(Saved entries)

------------------------------------------------------------

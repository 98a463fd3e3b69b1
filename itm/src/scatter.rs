//! Troposcatter submodel.
//!
//! See ITM sections `<19>` through `<24>`, and T.A. section 4.

use crate::environment::Environment;
use crate::formulae::fortran_dim;
use crate::geometry::Geometry;
use crate::propagation::Horizons;

/// Returned when the scatter geometry is meaningless (both terminals too
/// close to the scattering volume).
const INVALID: f64 = 1001.0;

/// Frequency gain function _H₀_.
///
/// See ITM section `<23>` (h0f).
fn frequency_gain(r: f64, et: f64) -> f64 {
    const A: [f64; 5] = [25.0, 80.0, 177.0, 395.0, 705.0];
    const B: [f64; 5] = [24.0, 45.0, 68.0, 80.0, 105.0];

    let (it, q) = match et.trunc() as i64 {
        i if i <= 0 => (1, 0.0),
        i if i >= 5 => (5, 0.0),
        i => (i as usize, et - i as f64),
    };

    let x = (1.0 / r).powf(2.0);
    let h = 4.343 * ((A[it - 1] * x + B[it - 1]) * x + 1.0).ln();
    if q != 0.0 {
        (1.0 - q) * h + q * 4.343 * ((A[it] * x + B[it]) * x + 1.0).ln()
    } else {
        h
    }
}

/// Attenuation function _F(θd)_.
///
/// See ITM section `<24>` (ahd).
fn angular_distance(td: f64) -> f64 {
    const A: [f64; 3] = [133.4, 104.6, 71.8];
    const B: [f64; 3] = [0.332e-3, 0.212e-3, 0.157e-3];
    const C: [f64; 3] = [-4.343, -1.086, 2.171];

    let i = if td <= 10e3 {
        0
    } else if td <= 70e3 {
        1
    } else {
        2
    };

    A[i] + B[i] * td + C[i] * td.ln()
}

/// Scatter attenuation over a path.
///
/// Carries the _H₀_ of the previous evaluation: once it is established above
/// 15 dB it is kept rather than recomputed.
#[derive(Clone, Copy, Debug, PartialEq)]
pub struct Scatter {
    ad: f64,
    rr: f64,
    etq: f64,
    h0s: f64,

    wave_number: f64,
    effective_curvature: f64,
    effective_refractivity: f64,
    effective_heights: (f64, f64),
    elevation_angles: (f64, f64),
    bending: f64,
}

impl Scatter {
    /// See ITM section `<20>`.
    pub fn new(environment: &Environment, geometry: &Geometry, horizons: &Horizons) -> Self {
        let he = geometry.effective_heights;
        let dl = geometry.horizon_distances;
        let ens = environment.effective_refractivity;

        let (mut ad, mut rr) = (dl.0 - dl.1, he.1 / he.0);
        if ad < 0.0 {
            ad = -ad;
            rr = 1.0 / rr;
        }

        Self {
            ad,
            rr,
            etq: (5.67e-6 * ens - 2.32e-3) * ens + 0.031,
            h0s: -15.0,

            wave_number: environment.wave_number,
            effective_curvature: environment.effective_curvature,
            effective_refractivity: ens,
            effective_heights: he,
            elevation_angles: geometry.elevation_angles,
            bending: horizons.bending,
        }
    }

    /// Scatter attenuation at `distance` metres. At or above 1000 dB, the
    /// result means the scatter submodel does not apply.
    ///
    /// See ITM section `<21>`.
    pub fn attenuation(&mut self, distance: f64) -> f64 {
        let wn = self.wave_number;
        let gme = self.effective_curvature;
        let he = self.effective_heights;
        let (d, ad) = (distance, self.ad);

        let h0 = if self.h0s > 15.0 {
            self.h0s
        } else {
            let th = self.elevation_angles.0 + self.elevation_angles.1 + d * gme;
            let mut r2 = 2.0 * wn * th;
            let r1 = r2 * he.0;
            r2 *= he.1;

            if r1 < 0.2 && r2 < 0.2 {
                return INVALID;
            }

            let mut ss = (d - ad) / (d + ad);
            let mut q = self.rr / ss;
            ss = ss.max(0.1);
            q = q.max(0.1).min(10.0);

            // height of the crossover point of the horizon rays
            let z0 = (d - ad) * (d + ad) * th * 0.25 / d;
            let temp = (z0 / 8.0e3).min(1.7).powf(6.0);
            let et = (self.etq * (-temp).exp() + 1.0) * z0 / 1.7556e3;
            let ett = et.max(1.0);

            let mut h0 = (frequency_gain(r1, ett) + frequency_gain(r2, ett)) * 0.5;
            h0 += h0.min((1.38 - ett.ln()) * ss.ln() * q.ln() * 0.49);
            h0 = fortran_dim(h0, 0.0);

            if et < 1.0 {
                let temp = (1.0 + 1.4142 / r1) * (1.0 + 1.4142 / r2);
                h0 = et * h0
                    + (1.0 - et) * 4.343 * ((temp * temp) * (r1 + r2) / (r1 + r2 + 2.8284)).ln();
            }

            if h0 > 15.0 && self.h0s >= 0.0 {
                self.h0s
            } else {
                h0
            }
        };

        self.h0s = h0;

        let th = self.bending + d * gme;
        angular_distance(th * d) + 4.343 * (47.7 * wn * th.powf(4.0)).ln()
            - 0.1 * (self.effective_refractivity - 301.0) * (-th * d / 40e3).exp()
            + h0
    }
}

#[cfg(test)]
mod tests {
    use super::*;
    use approx::assert_abs_diff_eq;

    #[test]
    fn frequency_gain_interpolates_between_columns() {
        let low = frequency_gain(2.0, 2.0);
        let high = frequency_gain(2.0, 3.0);
        let mid = frequency_gain(2.0, 2.5);
        assert_abs_diff_eq!(mid, 0.5 * (low + high), epsilon = 1e-12);
    }

    #[test]
    fn frequency_gain_clamps_efficiency() {
        assert_eq!(frequency_gain(3.0, 0.2), frequency_gain(3.0, 1.0));
        assert_eq!(frequency_gain(3.0, 7.5), frequency_gain(3.0, 5.0));
    }

    #[test]
    fn angular_distance_is_piecewise() {
        assert_abs_diff_eq!(
            angular_distance(5e3),
            133.4 + 0.332e-3 * 5e3 - 4.343 * 5e3f64.ln(),
            epsilon = 1e-12
        );
        assert_abs_diff_eq!(
            angular_distance(100e3),
            71.8 + 0.157e-3 * 100e3 + 2.171 * 100e3f64.ln(),
            epsilon = 1e-12
        );
    }
}
//! Point-to-point mode: a known elevation profile between the terminals.

use crate::environment::Environment;
use crate::error::InputError;
use crate::formulae::{fortran_dim, inverse_normal_complementary, least_squares_linear_fit};
use crate::geometry::{empirical_elevation_angle, empirical_horizon_distance, Geometry, Mode};
use crate::irregularity::interdecile_range;
use crate::{Model, Regime, Settings, Warning};
use serde::{Deserialize, Serialize};
use std::fmt;

/// Equally spaced ground elevations from the transmitter to the receiver.
#[derive(Clone, Debug, PartialEq, Serialize, Deserialize)]
pub struct Profile {
    /// Distance between two samples (m).
    pub interval: f64,
    /// Elevations above sea level (m), transmitter first.
    pub elevations: Vec<f64>,
}

impl Profile {
    pub fn new(interval: f64, elevations: Vec<f64>) -> Result<Self, InputError> {
        if elevations.len() < 2 {
            return Err(InputError::ShortProfile(elevations.len()));
        }

        if interval.is_nan() || interval <= 0.0 {
            return Err(InputError::Interval(interval));
        }

        Ok(Self {
            interval,
            elevations,
        })
    }

    /// Number of intervals. <np>
    fn intervals(&self) -> usize {
        self.elevations.len() - 1
    }

    /// Path length (m).
    pub fn length(&self) -> f64 {
        self.intervals() as f64 * self.interval
    }

    /// Mean elevation of the central part of the profile, used as the system
    /// elevation for refractivity.
    pub fn general_elevation(&self) -> f64 {
        let np = self.intervals();
        let ja = (3.0 + 0.1 * np as f64) as usize;
        let jb = (np + 6).saturating_sub(ja);

        let from = (ja - 3).min(np);
        let to = (jb - 2).clamp(from + 1, np + 1);
        let centre = &self.elevations[from..to];
        centre.iter().sum::<f64>() / centre.len() as f64
    }
}

impl Geometry {
    /// Point-to-point mode: finds horizons, effective heights and terrain
    /// irregularity along a profile.
    ///
    /// See ITM sections `<43>` through `<47>` (qlrpfl, hzns).
    pub fn from_profile(heights: (f64, f64), profile: &Profile, environment: &Environment) -> Self {
        let gme = environment.effective_curvature;
        let pfl = &profile.elevations;
        let np = profile.intervals();
        let interval = profile.interval;
        let length = profile.length();

        let (mut the, mut dl) = find_horizons(heights, profile, gme);

        fn make_xl(hg: f64, dl: f64) -> f64 {
            (15.0 * hg).min(0.1 * dl)
        }

        let xl = (make_xl(heights.0, dl.0), length - make_xl(heights.1, dl.1));
        let dh = interdecile_range(pfl, interval, xl);

        let he;
        if dl.0 + dl.1 > 1.5 * length {
            // line of sight: redo the horizons with the area-mode formulae <45>
            let (za, zb) = least_squares_linear_fit(interval, pfl, xl);
            let mut h = (
                heights.0 + fortran_dim(pfl[0], za),
                heights.1 + fortran_dim(pfl[np], zb),
            );
            dl = (
                empirical_horizon_distance(h.0, gme, dh),
                empirical_horizon_distance(h.1, gme, dh),
            );

            let q = dl.0 + dl.1;
            if q <= length {
                // rounded horizon, or two obstructions, in the path
                let q = (length / q).powf(2.0);
                h = (h.0 * q, h.1 * q);
                dl = (
                    empirical_horizon_distance(h.0, gme, dh),
                    empirical_horizon_distance(h.1, gme, dh),
                );
            }

            the = (
                empirical_elevation_angle(h.0, dl.0, gme, dh),
                empirical_elevation_angle(h.1, dl.1, gme, dh),
            );
            he = h;
        } else {
            // transhorizon effective heights <46>
            let (za, _) = least_squares_linear_fit(interval, pfl, (xl.0, 0.9 * dl.0));
            let (_, zb) = least_squares_linear_fit(interval, pfl, (length - 0.9 * dl.1, xl.1));
            he = (
                heights.0 + fortran_dim(pfl[0], za),
                heights.1 + fortran_dim(pfl[np], zb),
            );
        }

        Self {
            mode: Mode::PointToPoint,
            heights,
            effective_heights: he,
            horizon_distances: dl,
            elevation_angles: the,
            terrain_irregularity: dh,
            length,
        }
    }
}

/// Horizon elevation angles and distances along a profile, accounting for
/// the earth's curvature.
///
/// We advance along the elevation profile looking both from the TX and from
/// the RX at the same time. The RX side only starts once the TX has found an
/// obstruction: until then the path is clear from both ends.
///
/// See ITM section `<47>` (hzns).
fn find_horizons(heights: (f64, f64), profile: &Profile, gme: f64) -> ((f64, f64), (f64, f64)) {
    let pfl = &profile.elevations;
    let np = profile.intervals();
    let length = profile.length();

    // absolute heights of terminals
    let za = pfl[0] + heights.0;
    let zb = pfl[np] + heights.1;

    let qc = 0.5 * gme;
    let q = qc * length;
    let slope = (zb - za) / length;

    let mut the = (slope - q, -slope - q);
    let mut dl = (length, length);

    if np < 2 {
        return (the, dl);
    }

    let mut sa = 0.0;
    let mut sb = length;
    let mut clear = true;

    for &z in &pfl[1..np] {
        sa += profile.interval;
        sb -= profile.interval;

        let q = z - (qc * sa + the.0) * sa - za;
        if q > 0.0 {
            the.0 += q / sa;
            dl.0 = sa;
            clear = false;
        }

        if !clear {
            let q = z - (qc * sb + the.1) * sb - zb;
            if q > 0.0 {
                the.1 += q / sb;
                dl.1 = sb;
            }
        }
    }

    (the, dl)
}

/// What dominates the attenuation past the horizon.
#[derive(Clone, Copy, Debug, PartialEq, Eq, Hash, Serialize, Deserialize)]
#[serde(rename_all = "kebab-case")]
pub enum Dominant {
    Diffraction,
    Troposcatter,
}

/// Kind of path, from the horizons found along the profile.
#[derive(Clone, Copy, Debug, PartialEq, Eq, Hash, Serialize, Deserialize)]
#[serde(rename_all = "kebab-case")]
pub enum PathMode {
    LineOfSight,
    SingleHorizon(Dominant),
    DoubleHorizon(Dominant),
}

impl fmt::Display for PathMode {
    fn fmt(&self, f: &mut fmt::Formatter) -> fmt::Result {
        let (horizons, dominant) = match self {
            PathMode::LineOfSight => return f.write_str("Line-Of-Sight Mode"),
            PathMode::SingleHorizon(d) => ("Single Horizon", d),
            PathMode::DoubleHorizon(d) => ("Double Horizon", d),
        };

        match dominant {
            Dominant::Diffraction => write!(f, "{}, Diffraction Dominant", horizons),
            Dominant::Troposcatter => write!(f, "{}, Troposcatter Dominant", horizons),
        }
    }
}

/// Result of a point-to-point computation.
#[derive(Clone, Copy, Debug, PartialEq, Serialize, Deserialize)]
pub struct PointToPoint {
    /// Free-space basic transmission loss (dB).
    pub free_space_loss: f64,
    /// Attenuation relative to free space (dB).
    pub attenuation: f64,
    /// Total loss (dB).
    pub loss: f64,
    pub mode: PathMode,
    pub warning: Warning,
}

/// Computes the loss over a profile.
///
///  - `heights` are the antenna heights above ground, transmitter first;
///
///  - `reliability` is the fraction of time and `confidence` the fraction of
///    situations, both in _(0, 1)_.
///
/// Location variability is taken at its median.
pub fn point_to_point(
    profile: &Profile,
    heights: (f64, f64),
    settings: &Settings,
    reliability: f64,
    confidence: f64,
) -> PointToPoint {
    let zr = inverse_normal_complementary(reliability);
    let zc = inverse_normal_complementary(confidence);

    let environment = Environment::new(settings, profile.general_elevation());
    let geometry = Geometry::from_profile(heights, profile, &environment);
    let mut model = Model::new(*settings, environment, geometry);

    let length = geometry.length;
    model.attenuation_at(length);
    let attenuation = model.variability(zr, 0.0, zc);
    let free_space_loss =
        32.45 + 20.0 * settings.frequency.log10() + 20.0 * (length / 1000.0).log10();

    PointToPoint {
        free_space_loss,
        attenuation,
        loss: free_space_loss + attenuation,
        mode: path_mode(&model),
        warning: model.warning(),
    }
}

fn path_mode(model: &Model) -> PathMode {
    let horizons = model.horizons();
    let length = model.geometry().length;

    let beyond = (length - horizons.total) as i64;
    if beyond < 0 {
        return PathMode::LineOfSight;
    }

    let dominant = match model.regime() {
        Some(Regime::Scatter(_)) => Dominant::Troposcatter,
        _ => Dominant::Diffraction,
    };

    if beyond == 0 {
        PathMode::SingleHorizon(dominant)
    } else {
        PathMode::DoubleHorizon(dominant)
    }
}

#[cfg(test)]
mod tests {
    use super::*;
    use crate::{Climate, ImpedanceRule, Polarisation, Variability};
    use approx::assert_abs_diff_eq;

    fn settings() -> Settings {
        Settings {
            permittivity: 15.0,
            conductivity: 0.005,
            climate: Climate::ContinentalTemperate,
            surface_refractivity: 301.0,
            frequency: 900.0,
            polarisation: Polarisation::Vertical,
            variability: Variability::from_code(12).unwrap(),
            impedance: ImpedanceRule::ComplexRoot,
        }
    }

    fn flat() -> Vec<f64> {
        vec![100.0; 101]
    }

    fn hill() -> Vec<f64> {
        (0..101)
            .map(|i| 100.0 + 80.0 * (-((i as f64 - 50.0) / 8.0).powf(2.0)).exp())
            .collect()
    }

    #[test]
    fn profile_validation() {
        assert!(Profile::new(10.0, vec![1.0]).is_err());
        assert!(Profile::new(0.0, vec![1.0, 2.0]).is_err());
        assert_eq!(Profile::new(10.0, vec![1.0, 2.0, 3.0]).unwrap().length(), 20.0);
    }

    #[test]
    fn general_elevation_of_a_flat_profile() {
        let p = Profile::new(50.0, flat()).unwrap();
        assert_eq!(p.general_elevation(), 100.0);

        let short = Profile::new(50.0, vec![10.0, 20.0]).unwrap();
        assert_eq!(short.general_elevation(), 15.0);
    }

    #[test]
    fn short_flat_path_is_line_of_sight() {
        let p = Profile::new(50.0, flat()).unwrap();
        let r = point_to_point(&p, (30.0, 10.0), &settings(), 0.5, 0.5);

        assert_eq!(r.mode, PathMode::LineOfSight);
        assert_abs_diff_eq!(r.loss, 105.50972108833145, epsilon = 1e-6);
    }

    #[test]
    fn longer_flat_paths() {
        let p = Profile::new(200.0, flat()).unwrap();
        let r = point_to_point(&p, (30.0, 10.0), &settings(), 0.5, 0.5);
        assert_eq!(r.mode, PathMode::LineOfSight);
        assert_abs_diff_eq!(r.loss, 125.63266519426242, epsilon = 1e-6);

        let p = Profile::new(1000.0, flat()).unwrap();
        let r = point_to_point(&p, (30.0, 10.0), &settings(), 0.5, 0.5);
        assert_eq!(r.mode, PathMode::DoubleHorizon(Dominant::Troposcatter));
        assert_abs_diff_eq!(r.loss, 184.42469576746475, epsilon = 1e-6);
    }

    #[test]
    fn hill_obstructs() {
        let p = Profile::new(50.0, hill()).unwrap();
        let env = Environment::new(&settings(), p.general_elevation());
        let g = Geometry::from_profile((30.0, 10.0), &p, &env);
        assert_eq!(g.horizon_distances, (2500.0, 2450.0));

        let r = point_to_point(&p, (30.0, 10.0), &settings(), 0.5, 0.5);
        assert_eq!(r.mode, PathMode::DoubleHorizon(Dominant::Diffraction));
        assert_abs_diff_eq!(r.loss, 154.76322490122323, epsilon = 1e-6);
    }

    #[test]
    fn mode_strings() {
        assert_eq!(PathMode::LineOfSight.to_string(), "Line-Of-Sight Mode");
        assert_eq!(
            PathMode::SingleHorizon(Dominant::Troposcatter).to_string(),
            "Single Horizon, Troposcatter Dominant"
        );
    }
}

------------------------------------------------------------

ASSIGNED TASK:
Copy each line above where "transmitter" appears.

EXPECTED OUTPUT:
/// Equally spaced ground elevations from the transmitter to the receiver.
    /// Elevations above sea level (m), transmitter first.
///  - `heights` are the antenna heights above ground, transmitter first;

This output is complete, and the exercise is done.